早川「1 月から東名阪福岡で開催を予定していましたが、宣言エリアになったため出来ていません。今後については、宣言が解除されたエリアでは開催する予定です。2 月7 日の宣言解除を前提に、今のところ2 月14日以降にイベントを予定していますので。(取材は1/22。宣言延長の場合は変更の可能性)」
――会場からはオンラインの新規接客機能を整えてきたものの、今回はそこまで使われていないという声も聞きます。ゼクシィも様々なメニューを提供していますが、その利用状況は。

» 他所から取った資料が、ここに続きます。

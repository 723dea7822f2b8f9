//! Item configurator
//!
//! Turns a product and the customer's selections into a priced [`CartEntry`].

use rust_decimal::Decimal;
use tracing::debug;

use crate::{
    entries::{AddonSet, CartEntry, OptionQuantities},
    pricing::{line_total, round_money},
    products::{OptionKind, ProductDefinition},
};

/// Selections made on the product page.
#[derive(Debug, Clone, Default, PartialEq, Eq)]
pub struct Selections {
    quantity: u32,
    side: Option<String>,
    extras: OptionQuantities,
    sauces: OptionQuantities,
    addons: AddonSet,
    observation: String,
    existing_id: Option<String>,
}

impl Selections {
    /// Empty selections for a single unit.
    pub fn new() -> Self {
        Self {
            quantity: 1,
            ..Self::default()
        }
    }

    /// Pre-fills selections from an existing cart row for the edit flow.
    pub fn from_entry(entry: &CartEntry) -> Self {
        Self {
            quantity: entry.quantity,
            side: entry.selected_side.clone(),
            extras: entry.selected_extras.clone(),
            sauces: entry.selected_sauces.clone(),
            addons: entry.selected_addons.clone(),
            observation: entry.observation.clone(),
            existing_id: Some(entry.id.clone()),
        }
    }

    /// Sets the number of units.
    #[must_use]
    pub fn quantity(mut self, quantity: u32) -> Self {
        self.quantity = quantity;
        self
    }

    /// Selects a side, or none.
    #[must_use]
    pub fn side(mut self, side: Option<&str>) -> Self {
        self.side = side.map(str::to_string);
        self
    }

    /// Sets the quantity of an extra. Zero deselects it.
    #[must_use]
    pub fn extra(mut self, id: impl Into<String>, quantity: u32) -> Self {
        set_quantity(&mut self.extras, id.into(), quantity);
        self
    }

    /// Sets the quantity of a sauce. Zero deselects it.
    #[must_use]
    pub fn sauce(mut self, id: impl Into<String>, quantity: u32) -> Self {
        set_quantity(&mut self.sauces, id.into(), quantity);
        self
    }

    /// Adds an addon to the set.
    #[must_use]
    pub fn addon(mut self, id: impl Into<String>) -> Self {
        self.addons.insert(id);
        self
    }

    /// Removes an addon from the set.
    #[must_use]
    pub fn without_addon(mut self, id: &str) -> Self {
        self.addons.remove(id);
        self
    }

    /// Sets the free-text note.
    #[must_use]
    pub fn observation(mut self, observation: impl Into<String>) -> Self {
        self.observation = observation.into();
        self
    }

    /// Keeps the id of the row being edited.
    #[must_use]
    pub fn existing_id(mut self, id: impl Into<String>) -> Self {
        self.existing_id = Some(id.into());
        self
    }
}

fn set_quantity(quantities: &mut OptionQuantities, id: String, quantity: u32) {
    if quantity == 0 {
        quantities.remove(&id);
    } else {
        quantities.insert(id, quantity);
    }
}

/// Price of one unit: base price plus priced extras, side and sauces.
///
/// Addons do not contribute to the price.
pub fn unit_price(
    product: &ProductDefinition,
    extras: &OptionQuantities,
    side: Option<&str>,
    sauces: &OptionQuantities,
) -> Decimal {
    let priced = |kind: OptionKind, quantities: &OptionQuantities| -> Decimal {
        quantities
            .iter()
            .filter_map(|(id, quantity)| {
                product
                    .option(kind, id)
                    .map(|option| option.price.saturating_mul(Decimal::from(*quantity)))
            })
            .fold(Decimal::ZERO, Decimal::saturating_add)
    };

    let side_price = side
        .and_then(|id| product.option(OptionKind::Side, id))
        .map_or(Decimal::ZERO, |option| option.price);

    round_money(
        product
            .price
            .saturating_add(priced(OptionKind::Extra, extras))
            .saturating_add(side_price)
            .saturating_add(priced(OptionKind::Sauce, sauces)),
    )
}

/// Builds a priced cart entry.
///
/// Quantities below one are clamped to one, and selections the product does
/// not offer are dropped.
pub fn configure(product: &ProductDefinition, selections: Selections) -> CartEntry {
    let Selections {
        quantity,
        side,
        mut extras,
        mut sauces,
        mut addons,
        observation,
        existing_id,
    } = selections;

    let quantity = quantity.max(1);

    retain_offered(product, OptionKind::Extra, &mut extras);
    retain_offered(product, OptionKind::Sauce, &mut sauces);

    addons.retain(|id| {
        let offered = product.option(OptionKind::Addon, id).is_some();

        if !offered {
            debug!(
                product = %product.id,
                addon = id,
                "dropping addon not offered by product"
            );
        }

        offered
    });

    let side = side.filter(|id| {
        let offered = product.option(OptionKind::Side, id).is_some();

        if !offered {
            debug!(product = %product.id, side = %id, "dropping side not offered by product");
        }

        offered
    });

    let unit = unit_price(product, &extras, side.as_deref(), &sauces);

    CartEntry {
        id: existing_id.unwrap_or_default(),
        product: product.clone(),
        quantity,
        selected_extras: extras,
        selected_side: side,
        selected_sauces: sauces,
        selected_addons: addons,
        observation,
        total_price: line_total(unit, quantity),
    }
}

fn retain_offered(
    product: &ProductDefinition,
    kind: OptionKind,
    quantities: &mut OptionQuantities,
) {
    quantities.retain(|id, quantity| {
        let offered = product.option(kind, id).is_some();

        if !offered {
            debug!(
                product = %product.id,
                option = %id,
                ?kind,
                "dropping option not offered by product"
            );
        }

        offered && *quantity > 0
    });
}

#[cfg(test)]
mod tests {
    use rust_decimal::dec;

    use crate::products::OptionDefinition;

    use super::*;

    fn burger() -> ProductDefinition {
        ProductDefinition::new("burger", "Burger", dec!(20))
            .with_option(OptionKind::Extra, OptionDefinition::new("bacon", "Bacon", dec!(5)))
            .with_option(OptionKind::Side, OptionDefinition::new("fries", "Fries", dec!(8)))
            .with_option(OptionKind::Sauce, OptionDefinition::new("bbq", "BBQ", dec!(1.5)))
            .with_option(
                OptionKind::Addon,
                OptionDefinition::new("cutlery", "Cutlery", dec!(0.5)),
            )
    }

    #[test]
    fn prices_base_product() {
        let entry = configure(&burger(), Selections::new());

        assert_eq!(entry.quantity, 1);
        assert_eq!(entry.total_price, dec!(20));
        assert_eq!(entry.id, "");
    }

    #[test]
    fn prices_every_option_group_times_quantity() {
        let selections = Selections::new()
            .quantity(2)
            .extra("bacon", 2)
            .side(Some("fries"))
            .sauce("bbq", 1)
            .addon("cutlery");

        let entry = configure(&burger(), selections);

        // (20 + 2*5 + 8 + 1.5) * 2
        assert_eq!(entry.total_price, dec!(79));
        assert!(entry.selected_addons.contains("cutlery"));
    }

    #[test]
    fn clamps_quantity_to_one() {
        let entry = configure(&burger(), Selections::new().quantity(0));

        assert_eq!(entry.quantity, 1);
        assert_eq!(entry.total_price, dec!(20));
    }

    #[test]
    fn omits_zero_quantities() {
        let selections = Selections::new().extra("bacon", 3).extra("bacon", 0);

        let entry = configure(&burger(), selections);

        assert!(entry.selected_extras.is_empty());
    }

    #[test]
    fn drops_options_the_product_does_not_offer() {
        let selections = Selections::new()
            .extra("truffle", 1)
            .side(Some("salad"))
            .addon("gift-wrap");

        let entry = configure(&burger(), selections);

        assert!(entry.selected_extras.is_empty());
        assert_eq!(entry.selected_side, None);
        assert!(entry.selected_addons.is_empty());
        assert_eq!(entry.total_price, dec!(20));
    }

    #[test]
    fn edit_mode_keeps_existing_id() {
        let original = configure(&burger(), Selections::new().existing_id("burger-1"));

        let edited = configure(
            &burger(),
            Selections::from_entry(&original).side(Some("fries")),
        );

        assert_eq!(edited.id, "burger-1");
        assert_eq!(edited.total_price, dec!(28));
    }
}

早川「リアル来館を求めている人が、現時点で多いのは確かかと。ただ、ある会場はすでに12件のオンライン予約が入っている、成約も出始めているなど、クライアントによっては機能しているところもあるようです。当社としては、ユーザーの認知と使ってもらう会場へのフォローの2 側面で進めています。オンラインに関しては、新たな発見もありました。ゼクシィナビで昨春からオンライン接客の枠を設けていたのですが、それほど伸びていない状況でした。ところが今回の緊急事態宣言で、来店を予約していた人に、キャンセルをするくらいならばオンラインで出来ますと案内。その結果、オンライン利用者の80%が、もともと来店予定があり、緊急事態宣言によって来店をやめようと思っていた人で占められています。会場にとっても、予約をしていたけれどキャンセルを考えている人にオンラインを案内することで、接点の継続になるわけです。また、新規が成約にならない背景として、両親の不安が大きくなっています。そこでオンラインを使って両親、新郎新婦、会場が3 元中継して接客することで、成約が出てきたという声も聞いています。こうした様々な使われ方を含めて、今後も活用できるツールとして磨いていきます。」